First, scale down the Teranode services to prevent data access during cleanup:

# Scale down by disabling the cluster in the CR
kubectl patch cluster teranode-cluster -n teranode-operator --type=merge -p '{"spec":{"enabled":false}}'

# Wait for pods to terminate
kubectl wait --for=delete pod -l app.kubernetes.io/managed-by=teranode-operator -n teranode-operator --timeout=300s

# Verify all Teranode pods are terminated
kubectl get pods -n teranode-operator

Database Cleanup

Aerospike Cleanup

# Get Aerospike pod name
AEROSPIKE_POD=$(kubectl get pods -n teranode-operator -l app=aerospike -o jsonpath='{.items[0].metadata.name}')

# Access Aerospike pod
kubectl exec -it $AEROSPIKE_POD -n teranode-operator -- bash

# Truncate the UTXO set
asadm --enable -e "manage truncate ns utxo-store"

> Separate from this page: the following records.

/// Every version the library knows, oldest first.
pub static VERSIONS: &[VersionEntry] = &[
    VersionEntry {
        version: "v201502",
        services: SERVICES_V201502,
        capabilities: Capabilities {
            report_status_endpoint: false,
        },
    },
    VersionEntry {
        version: "v201505",
        services: SERVICES_V201505,
        capabilities: Capabilities {
            report_status_endpoint: true,
        },
    },
    VersionEntry {
        version: "v201508",
        services: SERVICES_V201508,
        capabilities: Capabilities {
            report_status_endpoint: true,
        },
    },
    VersionEntry {
        version: "v201511",
        services: SERVICES_V201511,
        capabilities: Capabilities {
            report_status_endpoint: true,
        },
    },
    VersionEntry {
        version: "v201602",
        services: SERVICES_V201602,
        capabilities: Capabilities {
            report_status_endpoint: true,
        },
    },
    VersionEntry {
        version: "v202311",
        services: SERVICES_V202311,
        capabilities: Capabilities {
            report_status_endpoint: true,
        },
    },
    VersionEntry {
        version: "v202402",
        services: SERVICES_V202402,
        capabilities: Capabilities {
            report_status_endpoint: true,
        },
    },
    VersionEntry {
        version: "v202405",
        services: SERVICES_V202405,
        capabilities: Capabilities {
            report_status_endpoint: true,
        },
    },
    VersionEntry {
        version: "v202408",
        services: SERVICES_V202408,
        capabilities: Capabilities {
            report_status_endpoint: true,
        },
    },
];

/// Look up a version by tag.
pub fn lookup(version: &str) -> Option<&'static VersionEntry> {
    VERSIONS.iter().find(|entry| entry.version == version)
}

/// Known version tags, oldest first.
pub fn known_versions() -> Vec<String> {
    VERSIONS.iter().map(|entry| entry.version.to_string()).collect()
}

/// The lexicographically greatest version tag.
///
/// Tags are `vYYYYMM`, so lexical order is chronological order.
pub fn latest_version() -> &'static str {
    VERSIONS
        .iter()
        .map(|entry| entry.version)
        .max()
        .unwrap_or("v202408")
}

/// Capabilities of `version`, or [`Capabilities::LATEST`] for unknown tags.
pub fn capabilities(version: &str) -> Capabilities {
    lookup(version).map_or(Capabilities::LATEST, |entry| entry.capabilities)
}

/// Explain a failed description fetch in catalog terms.
///
/// Returns `UnknownVersion` or `UnknownService` when the catalog proves the
/// request invalid, and `None` when the pair is known.
pub fn diagnose(version: &str, service: &str) -> Option<ClientError> {
    let Some(entry) = lookup(version) else {
        return Some(ClientError::UnknownVersion {
            version: version.to_string(),
            known: known_versions(),
        });
    };
    if entry.has_service(service) {
        return None;
    }
    Some(ClientError::UnknownService {
        service: service.to_string(),
        version: version.to_string(),
        known: entry.services.iter().map(|s| s.to_string()).collect(),
    })
}
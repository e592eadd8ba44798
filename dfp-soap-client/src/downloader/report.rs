//! Report job polling and artifact download.

use std::fmt::Display;
use std::time::Duration;

use async_trait::async_trait;
use bytes::Bytes;
use dfp_soap_core::Element;
use http_body_util::BodyExt;
use hyper::body::Body;
use tokio::io::{AsyncWrite, AsyncWriteExt};

use crate::error::ClientError;
use crate::service::{ReportJobStatus, ReportService};

/// Largest single write to a download sink.
pub const CHUNK_SIZE: usize = 16 * 1024;

/// Poll cadence used unless the downloader is configured otherwise.
pub const DEFAULT_POLL_INTERVAL: Duration = Duration::from_secs(30);

/// The report operations the polling loop needs.
#[async_trait]
pub trait ReportJobs: Send + Sync {
    async fn run_report_job(&self, report_job: Element) -> Result<i64, ClientError>;

    async fn report_job_status(&self, report_job_id: i64) -> Result<ReportJobStatus, ClientError>;
}

#[async_trait]
impl ReportJobs for ReportService {
    async fn run_report_job(&self, report_job: Element) -> Result<i64, ClientError> {
        ReportService::run_report_job(self, report_job).await
    }

    async fn report_job_status(&self, report_job_id: i64) -> Result<ReportJobStatus, ClientError> {
        ReportService::report_job_status(self, report_job_id).await
    }
}

/// Submit `report_job` and poll every `poll_interval` until it finishes.
///
/// Returns the job id once `COMPLETED` is observed. `FAILED` ends polling
/// with [`ClientError::ReportFailed`]; any error while polling is returned
/// as is. There is no overall deadline.
pub async fn wait_for_report<R: ReportJobs + ?Sized>(
    jobs: &R,
    report_job: Element,
    poll_interval: Duration,
) -> Result<i64, ClientError> {
    let report_job_id = jobs.run_report_job(report_job).await?;

    #[cfg(feature = "tracing")]
    tracing::debug!(report_job_id, "report job submitted");

    loop {
        let status = jobs.report_job_status(report_job_id).await?;

        #[cfg(feature = "tracing")]
        tracing::debug!(report_job_id, status = %status, "report job status");

        match status {
            ReportJobStatus::Completed => return Ok(report_job_id),
            ReportJobStatus::Failed => return Err(ClientError::ReportFailed { report_job_id }),
            ReportJobStatus::InProgress => tokio::time::sleep(poll_interval).await,
        }
    }
}

/// Copy `body` into `sink`, at most [`CHUNK_SIZE`] bytes per write, then
/// flush. Returns the number of bytes written.
///
/// On error the sink keeps whatever was written before it.
pub async fn copy_body<B, W>(mut body: B, sink: &mut W) -> Result<u64, ClientError>
where
    B: Body<Data = Bytes> + Unpin,
    B::Error: Display,
    W: AsyncWrite + Unpin + ?Sized,
{
    let mut written = 0u64;
    while let Some(frame) = body.frame().await {
        let frame = frame.map_err(|e| ClientError::transport(format!("reading report body failed: {e}")))?;
        let Ok(data) = frame.into_data() else {
            continue;
        };
        for chunk in data.chunks(CHUNK_SIZE) {
            sink.write_all(chunk).await?;
            written += chunk.len() as u64;
        }
    }
    sink.flush().await?;
    Ok(written)
}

# Verify the total records count (should slowly decrease to 0)
asadm -e "info"

# Exit
exit

PostgreSQL Cleanup

# Get Postgres pod name
POSTGRES_POD=$(kubectl get pods -n teranode-operator -l app=postgres -o jsonpath='{.items[0].metadata.name}')

# Access Postgres pod
kubectl exec -it $POSTGRES_POD -n teranode-operator -- psql -U postgres -d teranode

# Once in psql, run these commands:
-- Sanity count check
SELECT COUNT(*) FROM blocks;

-- Truncate tables
TRUNCATE TABLE blocks RESTART IDENTITY CASCADE;
TRUNCATE TABLE state RESTART IDENTITY CASCADE;
TRUNCATE TABLE bans RESTART IDENTITY CASCADE;

-- Verify truncation
SELECT COUNT(*) FROM blocks;

-- (Optional) Drop indexes for faster seeding
DROP INDEX IF EXISTS idx_chain_work_id;
DROP INDEX IF EXISTS idx_chain_work_peer_id;

-- Exit
\q

💡 Performance Tip: Dropping the indexes before seeding significantly speeds up the initial data load. The blockchain service will recreate them automatically on startup.

Persistent Volume Cleanup

If you need to clean up filesystem data from shared PVCs:

# List persistent volume claims
kubectl get pvc -n teranode-operator

# If you need to delete PVC data, you can:
# 1. Delete the PVC (this will delete all data on it)
kubectl delete pvc shared-pvc -n teranode-operator

# 2. Recreate the PVC (it will be recreated automatically by the operator)
# Or manually create it if needed

# Alternatively, access a pod with the PVC mounted and clean specific directories
kubectl exec -it <pod-with-pvc> -n teranode-operator -- rm -rf /app/data/*

Restart Services

Once cleanup is complete, scale services back up:

# Re-enable the cluster in the CR
kubectl patch cluster teranode-cluster -n teranode-operator --type=merge -p '{"spec":{"enabled":true}}'

# Wait for pods to be ready
kubectl wait --for=condition=ready pod -l app=blockchain -n teranode-operator --timeout=300s

# Verify all pods are running
kubectl get pods -n teranode-operator

Post-Reset Steps

After resetting Teranode, follow these steps to resume operations:

Verify Services Are Running

kubectl get pods -n teranode-operator

Set FSM State

Teranode starts in IDLE state. You need to transition to the appropriate state:

# Via teranode-cli
kubectl exec -it $(kubectl get pods -n teranode-operator -l app=blockchain -o jsonpath='{.items[0].metadata.name}') -n teranode-operator -- teranode-cli setfsmstate --fsmstate LEGACYSYNCING

Monitor Synchronization

# View blockchain logs
kubectl logs -n teranode-operator -l app=blockchain -f

# Port-forward to access dashboard
kubectl port-forward -n teranode-operator service/asset 8090:8090
# Then open http://localhost:8090/viewer

Consider Data Seeding

For faster synchronization, consider using data seeding instead of syncing from genesis. See the How to Sync the Node guide for seeding procedures.